Hooray! We did our first mock immigration hearings for the Immigration Clinic. We were doing the direct examination of our asylum applicant and one of the expert witness. It's kind of a bizarre process of trying to elicit answers from the witness rather than just making the arguments to the judge yourself (on behalf of the client.)
[BTW, I really like my partner who I'll be working with the next two quarters. She's a super-nice, friendly TALL Romanian woman. Her only flaw being that she's a Stanford alum (and her husband too - boo) - but she's a delight to work with and way more on top of things than I am.]
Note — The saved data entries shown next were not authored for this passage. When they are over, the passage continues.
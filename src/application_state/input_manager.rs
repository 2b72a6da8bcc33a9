//! # Input Manager
//!
//! This module stages input between ticks:
//! - Keyboard keys that are currently held
//! - Mouse button presses, queued until the next tick
//! - Pointer motion, accumulated until the next tick
//!
//! Window and device events only record what happened. The engine consumes the
//! staged state once per tick through `get_and_reset_processed_input`.

use std::collections::{HashMap, HashSet};

use winit::{
    event::{ElementState, KeyEvent, MouseButton, WindowEvent},
    keyboard::{KeyCode, PhysicalKey},
};

use super::input_state::{ProcessedInputState, RawInputState};

/// Keys the sandbox reacts to. Everything else is ignored.
const KEY_CODES: [KeyCode; 10] = [
    KeyCode::KeyW,
    KeyCode::KeyS,
    KeyCode::KeyA,
    KeyCode::KeyD,
    KeyCode::ArrowUp,
    KeyCode::ArrowDown,
    KeyCode::ArrowLeft,
    KeyCode::ArrowRight,
    KeyCode::Space,
    KeyCode::ShiftLeft,
];

/// Manages the state of all input devices and processes input events.
#[derive(Debug, Default)]
pub struct InputManager {
    /// Keys held at the previous tick
    keys_old: HashSet<KeyCode>,
    /// Keys held right now
    keys_new: HashSet<KeyCode>,
    /// Mouse button presses not yet consumed
    pending_clicks: Vec<MouseButton>,
    /// Pointer motion not yet consumed
    mouse_delta: Option<(f64, f64)>,
}

impl InputManager {
    /// Creates a new InputManager with nothing held.
    pub fn new() -> Self {
        Self::default()
    }

    /// Processes a window event and updates internal input state.
    ///
    /// # Arguments
    /// * `event` - The window event to process
    pub fn intake_input(&mut self, event: &WindowEvent) {
        match event {
            WindowEvent::KeyboardInput {
                event:
                    KeyEvent {
                        state,
                        physical_key: PhysicalKey::Code(key),
                        ..
                    },
                ..
            } => match state {
                ElementState::Pressed => self.press_key(*key),
                ElementState::Released => self.release_key(*key),
            },
            WindowEvent::MouseInput {
                button,
                state: ElementState::Pressed,
                ..
            } => self.press_mouse_button(*button),
            _ => {}
        }
    }

    /// Marks `key` as held, if it is one the sandbox tracks.
    pub fn press_key(&mut self, key: KeyCode) {
        if KEY_CODES.contains(&key) {
            self.keys_new.insert(key);
        }
    }

    /// Marks `key` as released.
    pub fn release_key(&mut self, key: KeyCode) {
        self.keys_new.remove(&key);
    }

    /// Queues a mouse button press for the next tick.
    pub fn press_mouse_button(&mut self, button: MouseButton) {
        self.pending_clicks.push(button);
    }

    /// Adds pointer motion to the delta accumulated since the last tick.
    ///
    /// # Arguments
    /// * `delta` - The (x, y) delta of mouse movement since the last event
    pub fn intake_mouse_motion(&mut self, delta: (f64, f64)) {
        let (x, y) = self.mouse_delta.unwrap_or((0.0, 0.0));
        self.mouse_delta = Some((x + delta.0, y + delta.1));
    }

    /// Builds a snapshot of the staged input with key transitions resolved.
    pub fn create_processed_input_state(&self) -> ProcessedInputState {
        let keyboard_states: HashMap<KeyCode, RawInputState> = self
            .keys_old
            .union(&self.keys_new)
            .map(|key| {
                let state = RawInputState::from_raw_states(
                    self.keys_old.contains(key),
                    self.keys_new.contains(key),
                );
                (*key, state)
            })
            .collect();

        ProcessedInputState {
            keyboard_states,
            mouse_clicks: self.pending_clicks.clone(),
            mouse_delta: self.mouse_delta,
        }
    }

    /// Returns the processed input state and starts staging the next tick.
    ///
    /// Held keys stay held; queued clicks and pointer motion are consumed.
    pub fn get_and_reset_processed_input(&mut self) -> ProcessedInputState {
        let processed_input = self.create_processed_input_state();
        self.keys_old = self.keys_new.clone();
        self.pending_clicks.clear();
        self.mouse_delta = None;
        processed_input
    }

    /// Clears every held key, queued click and pending motion.
    ///
    /// This is called when the window loses focus or the pointer lock is
    /// released, to prevent stuck keys.
    pub fn reset_inputs(&mut self) {
        self.keys_old.clear();
        self.keys_new.clear();
        self.pending_clicks.clear();
        self.mouse_delta = None;
    }
}

#[cfg(test)]
mod tests {
    use super::*;

    #[test]
    fn key_transitions_span_ticks() {
        let mut input = InputManager::new();
        input.press_key(KeyCode::KeyW);

        let first = input.get_and_reset_processed_input();
        assert_eq!(first.get_key_state(KeyCode::KeyW), RawInputState::Pressed);

        let second = input.get_and_reset_processed_input();
        assert_eq!(second.get_key_state(KeyCode::KeyW), RawInputState::Held);

        input.release_key(KeyCode::KeyW);
        let third = input.get_and_reset_processed_input();
        assert_eq!(third.get_key_state(KeyCode::KeyW), RawInputState::Released);

        let fourth = input.get_and_reset_processed_input();
        assert_eq!(fourth.get_key_state(KeyCode::KeyW), RawInputState::NotPressed);
    }

    #[test]
    fn untracked_keys_are_ignored() {
        let mut input = InputManager::new();
        input.press_key(KeyCode::KeyQ);
        input.press_key(KeyCode::Escape);
        assert!(input.get_and_reset_processed_input().keyboard_states.is_empty());
    }

    #[test]
    fn clicks_are_queued_once() {
        let mut input = InputManager::new();
        input.press_mouse_button(MouseButton::Left);
        input.press_mouse_button(MouseButton::Right);

        let snapshot = input.get_and_reset_processed_input();
        assert_eq!(snapshot.get_mouse_clicks(), &[MouseButton::Left, MouseButton::Right]);
        assert!(input.get_and_reset_processed_input().get_mouse_clicks().is_empty());
    }

    #[test]
    fn mouse_motion_accumulates_until_consumed() {
        let mut input = InputManager::new();
        input.intake_mouse_motion((3.0, -1.0));
        input.intake_mouse_motion((2.0, 4.0));

        assert_eq!(input.get_and_reset_processed_input().get_mouse_delta(), Some((5.0, 3.0)));
        assert_eq!(input.get_and_reset_processed_input().get_mouse_delta(), None);
    }

    #[test]
    fn reset_clears_everything() {
        let mut input = InputManager::new();
        input.press_key(KeyCode::KeyD);
        input.press_key(KeyCode::Space);
        input.press_mouse_button(MouseButton::Left);
        input.intake_mouse_motion((1.0, 1.0));

        input.reset_inputs();

        let snapshot = input.get_and_reset_processed_input();
        assert!(!snapshot.any_active(&[KeyCode::KeyD, KeyCode::Space]));
        assert!(snapshot.get_mouse_clicks().is_empty());
        assert_eq!(snapshot.get_mouse_delta(), None);
    }
}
Our judge granted asylum to our client, a teenage boy who was horribly abused, including forced prostitution, by his own father. Really tragic tragic story. Although we don't have his real name, this was a real case. In real life, the judge didn't grant him asylum (meaning most likely he'd be deported from the U.S. and sent back to his country) but it's currently pending an appeal.
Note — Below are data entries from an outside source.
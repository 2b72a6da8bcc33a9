//! # Terrain Generator
//!
//! Builds the initial world once at startup: a square footprint of voxel columns
//! whose heights follow 2D Perlin noise. Columns are solid from the floor layer
//! (`y = 0`) up to their height, so the protected floor layer always exists under
//! every column.
//!
//! Generation is fully deterministic for a given set of `WorldParams`.

use log::info;
use noise::{NoiseFn, Perlin};
use serde::Deserialize;

use crate::engine_state::rendering::RenderSurface;

use super::{block::MaterialKind, grid_key::GridKey, registry::VoxelRegistry};

/// Parameters controlling the generated world.
#[derive(Debug, Clone, PartialEq, Deserialize)]
#[serde(default)]
pub struct WorldParams {
    /// Seed for both the height noise and the material speckle
    pub seed: u32,
    /// Columns span `[-half_extent, half_extent)` on X and Z
    pub half_extent: i32,
    /// Height of a column where the noise is zero
    pub base_height: i32,
    /// Maximum deviation of a column from `base_height`
    pub amplitude: f64,
    /// Scale applied to world coordinates before sampling the noise
    pub noise_scale: f64,
    /// Columns are never taller than this
    pub max_height: i32,
    /// Columns at or below this height are topped with sand instead of grass
    pub sand_level: i32,
    /// Number of dirt voxels under the top voxel
    pub dirt_depth: i32,
    /// Probability that a voxel in the dirt band is stone instead
    pub stone_speckle: f32,
}

impl Default for WorldParams {
    fn default() -> Self {
        Self {
            seed: 0,
            half_extent: 16,
            base_height: 4,
            amplitude: 3.0,
            noise_scale: 0.08,
            max_height: 16,
            sand_level: 2,
            dirt_depth: 2,
            stone_speckle: 0.1,
        }
    }
}

impl WorldParams {
    /// A flat world where every column has exactly `height`.
    pub fn flat(half_extent: i32, height: i32) -> Self {
        Self {
            half_extent,
            base_height: height,
            amplitude: 0.0,
            max_height: height.max(0),
            sand_level: -1,
            stone_speckle: 0.0,
            ..Self::default()
        }
    }
}

/// Procedural generator for the startup world.
pub struct TerrainGenerator {
    params: WorldParams,
    perlin: Perlin,
}

impl TerrainGenerator {
    /// Creates a generator for the given parameters.
    pub fn new(params: WorldParams) -> Self {
        let perlin = Perlin::new(params.seed);
        Self { params, perlin }
    }

    /// Height of the column at `(x, z)`, clamped to `[0, max_height]`.
    pub fn column_height(&self, x: i32, z: i32) -> i32 {
        let scale = self.params.noise_scale;
        let sample = self.perlin.get([x as f64 * scale, z as f64 * scale]);
        let height = self.params.base_height + (sample * self.params.amplitude).round() as i32;
        height.clamp(0, self.params.max_height.max(0))
    }

    /// Populates a new registry with the terrain, drawing every voxel on `surface`.
    ///
    /// # Returns
    /// The populated registry; ownership of every voxel passes to the caller.
    pub fn generate<S: RenderSurface + ?Sized>(&self, surface: &mut S) -> VoxelRegistry {
        let extent = self.params.half_extent.max(0);
        let side = (2 * extent) as usize;
        let depth = self.params.base_height.max(0) as usize + 1;
        let mut registry = VoxelRegistry::with_capacity(side * side * depth);
        let mut rng = fastrand::Rng::with_seed(self.params.seed as u64);

        for x in -extent..extent {
            for z in -extent..extent {
                let height = self.column_height(x, z);
                for y in 0..=height {
                    let material = self.material_at(y, height, &mut rng);
                    registry.insert(GridKey::new(x, y, z), material, surface);
                }
            }
        }

        info!(
            "Generated terrain: {} voxels over {}x{} columns (seed {})",
            registry.size(),
            side,
            side,
            self.params.seed
        );

        registry
    }

    /// Material of the voxel at height `y` in a column of `height`.
    fn material_at(&self, y: i32, height: i32, rng: &mut fastrand::Rng) -> MaterialKind {
        if y == height {
            if height <= self.params.sand_level {
                MaterialKind::Sand
            } else {
                MaterialKind::Grass
            }
        } else if y >= height - self.params.dirt_depth {
            if rng.f32() < self.params.stone_speckle {
                MaterialKind::Stone
            } else {
                MaterialKind::Dirt
            }
        } else {
            MaterialKind::Stone
        }
    }
}

#[cfg(test)]
mod tests {
    use super::*;
    use crate::engine_state::rendering::recording_surface::RecordingSurface;

    fn snapshot(registry: &VoxelRegistry) -> Vec<(GridKey, MaterialKind)> {
        let mut voxels: Vec<_> = registry
            .iter()
            .map(|record| (record.position, record.material))
            .collect();
        voxels.sort_by_key(|(key, _)| *key);
        voxels
    }

    #[test]
    fn generation_is_deterministic() {
        let generator = TerrainGenerator::new(WorldParams::default());
        let first = generator.generate(&mut RecordingSurface::new());
        let second = generator.generate(&mut RecordingSurface::new());
        assert_eq!(snapshot(&first), snapshot(&second));
    }

    #[test]
    fn flat_world_has_exact_voxel_count() {
        let mut surface = RecordingSurface::new();
        let registry = TerrainGenerator::new(WorldParams::flat(8, 4)).generate(&mut surface);

        // 16 x 16 columns, 5 voxels each (y = 0..=4)
        assert_eq!(registry.size(), 16 * 16 * 5);
        assert_eq!(surface.live_primitives(), registry.size());
        assert_eq!(
            registry.get(GridKey::new(5, 4, 5)).unwrap().material,
            MaterialKind::Grass
        );
        assert_eq!(
            registry.get(GridKey::new(5, 3, 5)).unwrap().material,
            MaterialKind::Dirt
        );
        assert_eq!(
            registry.get(GridKey::new(5, 0, 5)).unwrap().material,
            MaterialKind::Stone
        );
        assert!(!registry.contains(GridKey::new(5, 5, 5)));
        assert!(!registry.contains(GridKey::new(8, 0, 0)));
        assert!(registry.contains(GridKey::new(-8, 0, -8)));
    }

    #[test]
    fn every_column_reaches_the_floor_and_stays_in_bounds() {
        let params = WorldParams::default();
        let generator = TerrainGenerator::new(params.clone());
        let registry = generator.generate(&mut RecordingSurface::new());

        for x in -params.half_extent..params.half_extent {
            for z in -params.half_extent..params.half_extent {
                let height = generator.column_height(x, z);
                assert!((0..=params.max_height).contains(&height));
                for y in 0..=height {
                    assert!(registry.contains(GridKey::new(x, y, z)));
                }
                assert!(!registry.contains(GridKey::new(x, height + 1, z)));
            }
        }
    }

    #[test]
    fn heights_vary_with_amplitude() {
        let params = WorldParams {
            amplitude: 6.0,
            ..WorldParams::default()
        };
        let generator = TerrainGenerator::new(params);
        let mut heights = std::collections::HashSet::new();
        for x in -16..16 {
            for z in -16..16 {
                heights.insert(generator.column_height(x, z));
            }
        }
        assert!(heights.len() > 1);
    }

    #[test]
    fn low_columns_are_topped_with_sand() {
        let params = WorldParams {
            sand_level: 3,
            ..WorldParams::flat(2, 3)
        };
        let registry = TerrainGenerator::new(params).generate(&mut RecordingSurface::new());
        assert_eq!(
            registry.get(GridKey::new(0, 3, 0)).unwrap().material,
            MaterialKind::Sand
        );
    }
}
It is neat and encouraging to talk with attorneys that do asylum work. The few that I've met just love it. One of them is a woman at my church who says it's "life-changing work." By that she meant that it really changed her perspective on her own life. That her clients were actually tortured and persecuted, that she actually knows real people who suffer the kinds of things you only hear about in the news or read in books... and that you can effect dramatically good change in their lives. (Okay, tempered by the fact that the victories tend to be rarer than the losses.) It can be powerful and heady stuff.